We must stop, drop, and roll for a minute to talk about recorded land divisions. The California Court held the state definition of “half” in Wood because the record perimeter was the extent of the PLSS product. The Kansas Court cites California to show this difference “and that no tract of land known and designated as the east half of the quarter section was ever surveyed or segregated by a government survey.” In my neck of the woods folks have adopted the practice of cutting sections up into equal “forties” through a map showing a numbering scheme complete with unique tract numbers stamped on monuments. The maps are incorporated into deeds by reference and thus become record. This is a case where the owner opts out of the PLSS and subdivides at his discretion. A huge disservice is undertaken when Johnny Lawndarts ensuingly assumes “forty” automatically means “aliquot” and then professes that the section was “broke down” wrong…and thus the pin cushioning begins. The differences between the decisions in Wood and Hoyne are simply based on the subdivider’s adoption of the PLSS after the patent. The point is that it’s not automatic that an owner will adopt the PLSS. I am happy to provide real life examples if anyone is interested.
I’m not especially thrilled when someone embellishes some sort of difficulty in “breaking down” a section. It’s a five minute pop quiz question by the G.L.O. and intended to happen under a singular title.
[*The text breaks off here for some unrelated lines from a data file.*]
//! Доменные модели: запись отчёта, классифицированная запись, строка журнала.

use chrono::{DateTime, FixedOffset, NaiveDate};
use rust_decimal::Decimal;

/// Одна выплата из отчёта NiceHash.
#[derive(Debug, Clone, PartialEq)]
pub struct ParsedRecord {
    pub timestamp: DateTime<FixedOffset>,
    pub amount: Decimal,
}

impl ParsedRecord {
    /// Календарная дата в собственном смещении записи.
    pub fn date(&self) -> NaiveDate {
        self.timestamp.date_naive()
    }
}

/// Поток: доходы или расходы.
#[derive(Debug, Clone, Copy, PartialEq, Eq, Hash)]
pub enum Stream {
    Income,
    Expense,
}

/// Запись после округления. `magnitude` всегда целое и строго положительное.
#[derive(Debug, Clone, PartialEq)]
pub struct ClassifiedRecord {
    pub stream: Stream,
    pub date: NaiveDate,
    pub magnitude: Decimal,
}

/// Строка журнала для импорта в бухгалтерию (восемь колонок).
#[derive(Debug, Clone, PartialEq, Eq, serde::Serialize)]
pub struct LedgerRow {
    pub occurred_on: String,
    pub kind: &'static str,
    pub account: &'static str,
    pub amount: String,
    pub tax_category: &'static str,
    pub settled_on: String,
    pub settlement_account: &'static str,
    pub settlement_amount: String,
}
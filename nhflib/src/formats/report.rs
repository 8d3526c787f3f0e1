//! Отчёт NiceHash в CSV. Первая строка — заголовок, он пропускается целиком.
//! Используются только две колонки: время выплаты (индекс 1) и сумма в фиате (индекс 5).
//! Остальные колонки игнорируются, их может быть сколько угодно.

use crate::{
    error::{NhfError, Result},
    model::ParsedRecord,
};
use chrono::{DateTime, FixedOffset, NaiveDateTime};
use csv::ReaderBuilder;
use regex::Regex;
use rust_decimal::Decimal;
use std::io::BufRead;
use tracing::debug;

pub const TIMESTAMP_COLUMN: usize = 1;
pub const AMOUNT_COLUMN: usize = 5;

/// Разбор времени вида `2023-01-01 09:00:00 JST+0900`.
///
/// Отчёт пишет смещение как `+09:00`; перед разбором первое вхождение
/// заменяется на `+0900`. Аббревиатура зоны — 3–5 заглавных латинских букв,
/// дальше она не проверяется, решает числовое смещение.
pub struct TimestampFormat {
    re: Regex,
}

impl TimestampFormat {
    pub fn new() -> Result<Self> {
        let re = Regex::new(
            r"^(?P<dt>[0-9]{4}-[0-9]{2}-[0-9]{2} [0-9]{2}:[0-9]{2}:[0-9]{2}) (?P<zone>[A-Z]{3,5})(?P<sign>[+-])(?P<hh>[0-9]{2})(?P<mm>[0-9]{2})$",
        )?;
        Ok(Self { re })
    }

    pub fn parse(&self, raw: &str) -> std::result::Result<DateTime<FixedOffset>, String> {
        let normalized = raw.trim().replacen("+09:00", "+0900", 1);
        let caps = self
            .re
            .captures(&normalized)
            .ok_or_else(|| "expected YYYY-MM-DD HH:MM:SS ZONE±HHMM".to_string())?;

        let naive = NaiveDateTime::parse_from_str(&caps["dt"], "%Y-%m-%d %H:%M:%S")
            .map_err(|e| e.to_string())?;

        let hh: i32 = caps["hh"].parse().map_err(|_| "bad offset hours".to_string())?;
        let mm: i32 = caps["mm"].parse().map_err(|_| "bad offset minutes".to_string())?;
        if mm >= 60 {
            return Err(format!("offset minutes out of range: {mm}"));
        }
        let secs = (hh * 3600 + mm * 60) * if &caps["sign"] == "-" { -1 } else { 1 };
        let offset = FixedOffset::east_opt(secs)
            .ok_or_else(|| format!("offset out of range: {}{hh:02}{mm:02}", &caps["sign"]))?;

        naive
            .and_local_timezone(offset)
            .single()
            .ok_or_else(|| "ambiguous local time".to_string())
    }
}

/// Разбирает одно поле времени. Для потока строк удобнее [`TimestampFormat`].
pub fn parse_timestamp(raw: &str) -> std::result::Result<DateTime<FixedOffset>, String> {
    TimestampFormat::new()
        .map_err(|e| e.to_string())?
        .parse(raw)
}

/// Десятичная сумма. Экспоненциальная запись (`1.5e2`) тоже принимается.
/// Разделители разрядов (`1_000`, `1,000`) считаются ошибкой.
pub fn parse_amount(raw: &str) -> std::result::Result<Decimal, String> {
    let s = raw.trim();
    if let Some(c) = s
        .chars()
        .find(|c| !c.is_ascii_digit() && !matches!(c, '.' | '+' | '-' | 'e' | 'E'))
    {
        return Err(format!("unexpected character {c:?}"));
    }
    let parsed = if s.contains(['e', 'E']) {
        Decimal::from_scientific(s)
    } else {
        s.parse::<Decimal>()
    };
    parsed.map_err(|e| e.to_string())
}

pub struct NiceHashReport;

impl crate::traits::ReadReport for NiceHashReport {
    fn read<R: BufRead>(r: R) -> Result<Vec<ParsedRecord>> {
        let mut rdr = ReaderBuilder::new()
            .has_headers(true)
            .flexible(true)
            .from_reader(r);
        let format = TimestampFormat::new()?;
        let mut records = Vec::new();

        for (idx, rec) in rdr.records().enumerate() {
            let rec = rec?;
            let row = idx + 1;

            let (Some(ts), Some(amount)) = (rec.get(TIMESTAMP_COLUMN), rec.get(AMOUNT_COLUMN)) else {
                return Err(NhfError::ShortRow { row, fields: rec.len() });
            };

            let timestamp = format.parse(ts).map_err(|reason| NhfError::Timestamp {
                row,
                value: ts.to_string(),
                reason,
            })?;
            let amount = parse_amount(amount).map_err(|reason| NhfError::Amount {
                row,
                value: amount.to_string(),
                reason,
            })?;

            records.push(ParsedRecord { timestamp, amount });
        }

        debug!(records = records.len(), "report parsed");
        Ok(records)
    }
}
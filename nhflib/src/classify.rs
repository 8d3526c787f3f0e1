//! Разделение записей на доходы и расходы по знаку суммы.
//!
//! Округление несимметричное и всегда к нулю: доход — `floor`, расход — `ceil`.
//! Записи, у которых после округления осталось 0, отбрасываются.

use crate::model::{ClassifiedRecord, ParsedRecord, Stream};
use rust_decimal::Decimal;

#[derive(Debug, Default, Clone, PartialEq)]
pub struct Classified {
    pub income: Vec<ClassifiedRecord>,
    pub expense: Vec<ClassifiedRecord>,
    /// Сколько записей съел фильтр нулей.
    pub dropped: usize,
}

/// Округлённый модуль суммы и поток, либо `None`, если округлилось в ноль.
pub fn round_toward_zero(amount: Decimal) -> Option<(Stream, Decimal)> {
    if amount >= Decimal::ZERO {
        let magnitude = amount.floor();
        (magnitude > Decimal::ZERO).then_some((Stream::Income, magnitude))
    } else {
        let rounded = amount.ceil();
        (rounded < Decimal::ZERO).then_some((Stream::Expense, -rounded))
    }
}

pub fn classify(records: &[ParsedRecord]) -> Classified {
    let mut out = Classified::default();

    for rec in records {
        let Some((stream, magnitude)) = round_toward_zero(rec.amount) else {
            out.dropped += 1;
            continue;
        };
        let classified = ClassifiedRecord {
            stream,
            date: rec.date(),
            magnitude,
        };
        match stream {
            Stream::Income => out.income.push(classified),
            Stream::Expense => out.expense.push(classified),
        }
    }

    out
}
use clap::Parser;
use nhflib::{
    convert::convert,
    error::{NhfError, Result},
};
use std::fs::{File, OpenOptions};
use std::io::{BufReader, Write};
use std::path::{Path, PathBuf};
use std::process::ExitCode;
use tracing::debug;
use tracing_subscriber::EnvFilter;

#[derive(Parser, Debug)]
#[command(
    name = "nhf",
    version,
    about = "Convert a NiceHash mining report into an accounting ledger CSV",
    override_usage = "nhf -i report.csv -o output.csv"
)]
struct Cli {
    /// NiceHash report csv file path
    #[arg(short = 'i', long = "input")]
    input: PathBuf,

    /// output report file path
    #[arg(short = 'o', long = "output")]
    output: PathBuf,
}

fn init_logging() {
    let filter = EnvFilter::try_from_default_env().unwrap_or_else(|_| EnvFilter::new("warn"));
    let _ = tracing_subscriber::fmt()
        .with_env_filter(filter)
        .with_writer(std::io::stderr)
        .with_target(false)
        .try_init();
}

/// Журнал содержит финансовые данные: новый файл получает права 0600.
fn create_private(path: &Path) -> std::io::Result<File> {
    let mut opts = OpenOptions::new();
    opts.write(true).create(true).truncate(true);
    #[cfg(unix)]
    {
        use std::os::unix::fs::OpenOptionsExt;
        opts.mode(0o600);
    }
    opts.open(path)
}

fn run(cli: &Cli) -> Result<()> {
    let input = File::open(&cli.input).map_err(|source| NhfError::OpenInput {
        path: cli.input.clone(),
        source,
    })?;

    // выходной файл создаём только после успешной конвертации
    let mut ledger = Vec::new();
    convert(BufReader::new(input), &mut ledger)?;

    let mut out = create_private(&cli.output).map_err(|source| NhfError::CreateOutput {
        path: cli.output.clone(),
        source,
    })?;
    out.write_all(&ledger)?;
    out.flush()?;
    debug!(path = %cli.output.display(), bytes = ledger.len(), "output written");
    Ok(())
}

fn main() -> ExitCode {
    let cli = Cli::parse();
    init_logging();

    match run(&cli) {
        Ok(()) => ExitCode::SUCCESS,
        Err(e) => {
            eprintln!("Error: {e}");
            ExitCode::FAILURE
        }
    }
}
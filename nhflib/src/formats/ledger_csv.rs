//! Журнал в CSV (UTF-8): японский заголовок, затем по строке на день и поток.

use crate::{error::Result, ledger::LEDGER_HEADER, model::LedgerRow};
use csv::WriterBuilder;
use std::io::Write;

pub struct LedgerCsv;

impl crate::traits::WriteLedger for LedgerCsv {
    fn write<W: Write>(mut w: W, rows: &[LedgerRow]) -> Result<()> {
        let mut wrt = WriterBuilder::new().has_headers(false).from_writer(&mut w);

        wrt.write_record(LEDGER_HEADER)?;
        for row in rows {
            wrt.serialize(row)?;
        }
        wrt.flush()?;
        Ok(())
    }
}
pub mod catalog;
pub mod compiler;
pub mod context;
pub mod error;
pub mod inject;
pub mod relationship;
pub mod settings;
pub mod store;
pub mod template;

pub use catalog::{Trait, TraitEdit, TraitGroup, TraitKind};
pub use compiler::compile;
pub use context::AppContext;
pub use error::{CoreError, Result};
pub use inject::{on_message_sent, Injection, InjectionRegistry, PromptSink};
pub use relationship::{RelationshipBook, RelationshipKind, RelationshipRecord};
pub use settings::{PanelPosition, Settings};
pub use store::{JsonFileStore, MemoryStore, StoreKey, ValueStore};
Both Wood and Hoyne demonstrate the realities of conveyancing but more importantly to us they both emphasize the necessity of evaluating evidence in retracement work. Where Wood had very little to none, Hoyne demonstrated a good original survey, a good retracement survey, and a clear understanding of the authoritative records. The GLO instructions are capped at patent unless the successors subsequently adopt the scheme. Moreover, history has shown that patentees have legally adopted the schematic while employing survey methods to a lesser standard of care, like agreeing to a line laid out with a rag tape and a rifle scope. Those are low standards of care but nonetheless successful means of conveying dirt. It is fraudulent for a retracement surveyor to walk in and reapportion land outside of the authority of any valid conveyance. The manual shows us the way it is supposed to be…until the facts get in the way.